- **EXERCISE REQUIREMENTS**
In this data, count the lines in which "DatabaseError" appears and give only that number.

···

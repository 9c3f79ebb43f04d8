//! SQLite-based session history and application state.
//!
//! Provides persistent storage for:
//! - Finished sleep sessions with the streak ending at each
//! - History statistics
//! - Key-value store for the goal, tracking flag and cached mascot state

use std::path::Path;
use std::sync::{Mutex, MutexGuard};
use std::time::Duration as StdDuration;

use chrono::NaiveDateTime;
use rusqlite::types::Type;
use rusqlite::{params, Connection, OptionalExtension, TransactionBehavior};
use serde::{Deserialize, Serialize};

use super::{data_dir, migrations, SessionHistory, StateStore, TrackingState};
use crate::error::{DatabaseError, Result};
use crate::mascot::{MascotState, MessageState};
use crate::session::{SleepRecord, SleepSession};

/// Local wall-clock timestamps as stored in TEXT columns.
pub const TIMESTAMP_FORMAT: &str = "%Y-%m-%dT%H:%M:%S";

pub(crate) const KEY_GOAL: &str = "goal";
const KEY_TRACKING: &str = "tracking.active";
const KEY_TRACKING_START: &str = "tracking.start";
const KEY_MASCOT: &str = "mascot.state";
const KEY_MESSAGE: &str = "mascot.message";

pub fn encode_timestamp(at: NaiveDateTime) -> String {
    at.format(TIMESTAMP_FORMAT).to_string()
}

pub fn decode_timestamp(raw: &str) -> Option<NaiveDateTime> {
    NaiveDateTime::parse_from_str(raw.trim(), TIMESTAMP_FORMAT).ok()
}

#[derive(Debug, Clone, Default, PartialEq, Serialize, Deserialize)]
pub struct HistoryStats {
    pub total_sessions: u64,
    pub goals_met: u64,
    pub total_sleep_minutes: i64,
    pub average_sleep_minutes: Option<f64>,
    pub best_streak: u32,
    pub last_streak: u32,
}

/// SQLite database for sessions and state.
///
/// The connection is shared between the tracker and the CLI commands, so it
/// sits behind a mutex; every call holds it only for one statement or one
/// transaction.
pub struct Database {
    conn: Mutex<Connection>,
}

impl Database {
    /// Open the database at `~/.config/sleepbuddy/sleepbuddy.db`.
    ///
    /// Creates the database file and schema if they don't exist.
    ///
    /// # Errors
    /// Returns an error if the database cannot be opened or migrated.
    pub fn open() -> Result<Self> {
        let path = data_dir()?.join("sleepbuddy.db");
        Self::open_at(&path)
    }

    pub fn open_at(path: &Path) -> Result<Self> {
        let conn = Connection::open(path).map_err(|source| DatabaseError::OpenFailed {
            path: path.to_path_buf(),
            source,
        })?;
        // The daemon and one-shot CLI invocations share the file.
        conn.busy_timeout(StdDuration::from_secs(5))?;
        Self::from_connection(conn)
    }

    /// Open an in-memory database (for tests).
    pub fn open_memory() -> Result<Self> {
        let conn = Connection::open_in_memory()?;
        Self::from_connection(conn)
    }

    fn from_connection(conn: Connection) -> Result<Self> {
        migrations::migrate(&conn).map_err(|e| DatabaseError::MigrationFailed(e.to_string()))?;
        Ok(Self {
            conn: Mutex::new(conn),
        })
    }

    fn conn(&self) -> Result<MutexGuard<'_, Connection>> {
        self.conn.lock().map_err(|_| DatabaseError::Poisoned.into())
    }

    // ── Key-value ────────────────────────────────────────────────────

    /// Get a value from the kv store.
    pub fn kv_get(&self, key: &str) -> Result<Option<String>> {
        Ok(kv_value(&*self.conn()?, key)?)
    }

    /// Set a value in the kv store.
    pub fn kv_set(&self, key: &str, value: &str) -> Result<()> {
        self.conn()?.execute(
            "INSERT OR REPLACE INTO kv (key, value) VALUES (?1, ?2)",
            params![key, value],
        )?;
        Ok(())
    }

}

fn kv_value(conn: &Connection, key: &str) -> rusqlite::Result<Option<String>> {
    conn.query_row("SELECT value FROM kv WHERE key = ?1", params![key], |row| row.get(0))
        .optional()
}

fn clear_tracking(conn: &Connection) -> rusqlite::Result<()> {
    conn.execute(
        "INSERT OR REPLACE INTO kv (key, value) VALUES (?1, 'false')",
        params![KEY_TRACKING],
    )?;
    conn.execute("DELETE FROM kv WHERE key = ?1", params![KEY_TRACKING_START])?;
    Ok(())
}

fn insert_record(conn: &Connection, session: &SleepSession, streak: u32) -> Result<i64> {
    let end_time = session.end_time.ok_or_else(|| {
        DatabaseError::QueryFailed("cannot store a session without an end time".into())
    })?;
    let duration = session
        .duration_minutes
        .unwrap_or_else(|| session.minutes_until(end_time));
    conn.execute(
        "INSERT INTO sleep_records (start_time, end_time, duration_minutes, goal_met, streak)
         VALUES (?1, ?2, ?3, ?4, ?5)",
        params![
            encode_timestamp(session.start_time),
            encode_timestamp(end_time),
            duration,
            session.goal_met,
            streak,
        ],
    )?;
    Ok(conn.last_insert_rowid())
}

fn record_from_row(row: &rusqlite::Row<'_>) -> rusqlite::Result<SleepRecord> {
    let timestamp = |idx: usize| -> rusqlite::Result<NaiveDateTime> {
        let raw: String = row.get(idx)?;
        NaiveDateTime::parse_from_str(&raw, TIMESTAMP_FORMAT)
            .map_err(|e| rusqlite::Error::FromSqlConversionFailure(idx, Type::Text, Box::new(e)))
    };
    Ok(SleepRecord {
        id: row.get(0)?,
        session: SleepSession {
            start_time: timestamp(1)?,
            end_time: Some(timestamp(2)?),
            duration_minutes: Some(row.get(3)?),
            goal_met: row.get(4)?,
        },
        streak: row.get(5)?,
    })
}

const RECORD_COLUMNS: &str = "id, start_time, end_time, duration_minutes, goal_met, streak";

impl SessionHistory for Database {
    fn append_session(&self, session: &SleepSession, streak: u32) -> Result<i64> {
        insert_record(&*self.conn()?, session, streak)
    }

    fn finish_session(&self, session: &SleepSession, streak: u32) -> Result<Option<i64>> {
        let mut conn = self.conn()?;
        // IMMEDIATE takes the write lock up front, so two processes stopping
        // the same session serialize on the liveness check.
        let tx = conn.transaction_with_behavior(TransactionBehavior::Immediate)?;
        let active = kv_value(&tx, KEY_TRACKING)?;
        let start = kv_value(&tx, KEY_TRACKING_START)?;
        let live = active.as_deref() == Some("true")
            && start.as_deref().and_then(decode_timestamp) == Some(session.start_time);
        if !live {
            return Ok(None);
        }
        let id = insert_record(&tx, session, streak)?;
        clear_tracking(&tx)?;
        tx.commit()?;
        Ok(Some(id))
    }

    fn last_session(&self) -> Result<Option<SleepRecord>> {
        let conn = self.conn()?;
        let record = conn
            .query_row(
                &format!("SELECT {RECORD_COLUMNS} FROM sleep_records ORDER BY id DESC LIMIT 1"),
                [],
                record_from_row,
            )
            .optional()?;
        Ok(record)
    }

    fn last_streak(&self) -> Result<Option<u32>> {
        let conn = self.conn()?;
        let streak = conn
            .query_row(
                "SELECT streak FROM sleep_records ORDER BY id DESC LIMIT 1",
                [],
                |row| row.get::<_, u32>(0),
            )
            .optional()?;
        Ok(streak)
    }

    fn overwrite_last_streak(&self, streak: u32) -> Result<()> {
        self.conn()?.execute(
            "UPDATE sleep_records SET streak = ?1
             WHERE id = (SELECT MAX(id) FROM sleep_records)",
            params![streak],
        )?;
        Ok(())
    }

    fn recent(&self, limit: usize) -> Result<Vec<SleepRecord>> {
        let conn = self.conn()?;
        let mut stmt = conn.prepare(&format!(
            "SELECT {RECORD_COLUMNS} FROM sleep_records ORDER BY id DESC LIMIT ?1"
        ))?;
        let limit = i64::try_from(limit).unwrap_or(i64::MAX);
        let rows = stmt.query_map(params![limit], record_from_row)?;
        let records = rows.collect::<rusqlite::Result<Vec<_>>>()?;
        Ok(records)
    }

    fn stats(&self) -> Result<HistoryStats> {
        let conn = self.conn()?;
        let (total, met, minutes, best): (u64, u64, i64, u32) = conn.query_row(
            "SELECT COUNT(*),
                    COALESCE(SUM(goal_met), 0),
                    COALESCE(SUM(duration_minutes), 0),
                    COALESCE(MAX(streak), 0)
             FROM sleep_records",
            [],
            |row| Ok((row.get(0)?, row.get(1)?, row.get(2)?, row.get(3)?)),
        )?;
        let last: u32 = conn
            .query_row(
                "SELECT streak FROM sleep_records ORDER BY id DESC LIMIT 1",
                [],
                |row| row.get(0),
            )
            .optional()?
            .unwrap_or(0);

        Ok(HistoryStats {
            total_sessions: total,
            goals_met: met,
            total_sleep_minutes: minutes,
            average_sleep_minutes: (total > 0).then(|| minutes as f64 / total as f64),
            best_streak: best,
            last_streak: last,
        })
    }
}

impl StateStore for Database {
    fn tracking(&self) -> Result<TrackingState> {
        let is_tracking = self.kv_get(KEY_TRACKING)?.as_deref() == Some("true");
        if !is_tracking {
            return Ok(TrackingState::default());
        }
        let raw = self.kv_get(KEY_TRACKING_START)?;
        let started_at = raw.as_deref().and_then(decode_timestamp);
        if started_at.is_none() {
            tracing::warn!(stored = ?raw, "tracking start time missing or unreadable");
        }
        Ok(TrackingState {
            is_tracking,
            started_at,
        })
    }

    fn set_tracking(&self, started_at: Option<NaiveDateTime>) -> Result<()> {
        let mut conn = self.conn()?;
        let tx = conn.transaction()?;
        match started_at {
            Some(at) => {
                tx.execute(
                    "INSERT OR REPLACE INTO kv (key, value) VALUES (?1, 'true')",
                    params![KEY_TRACKING],
                )?;
                tx.execute(
                    "INSERT OR REPLACE INTO kv (key, value) VALUES (?1, ?2)",
                    params![KEY_TRACKING_START, encode_timestamp(at)],
                )?;
            }
            None => clear_tracking(&tx)?,
        }
        tx.commit()?;
        Ok(())
    }

    fn mascot(&self) -> Result<MascotState> {
        Ok(MascotState::decode_or_default(self.kv_get(KEY_MASCOT)?.as_deref()))
    }

    fn set_mascot(&self, state: MascotState) -> Result<()> {
        self.kv_set(KEY_MASCOT, state.as_str())
    }

    fn message(&self) -> Result<MessageState> {
        Ok(MessageState::decode_or_default(self.kv_get(KEY_MESSAGE)?.as_deref()))
    }

    fn set_message(&self, message: MessageState) -> Result<()> {
        self.kv_set(KEY_MESSAGE, message.as_str())
    }
}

···

- **TASK ANSWER**
5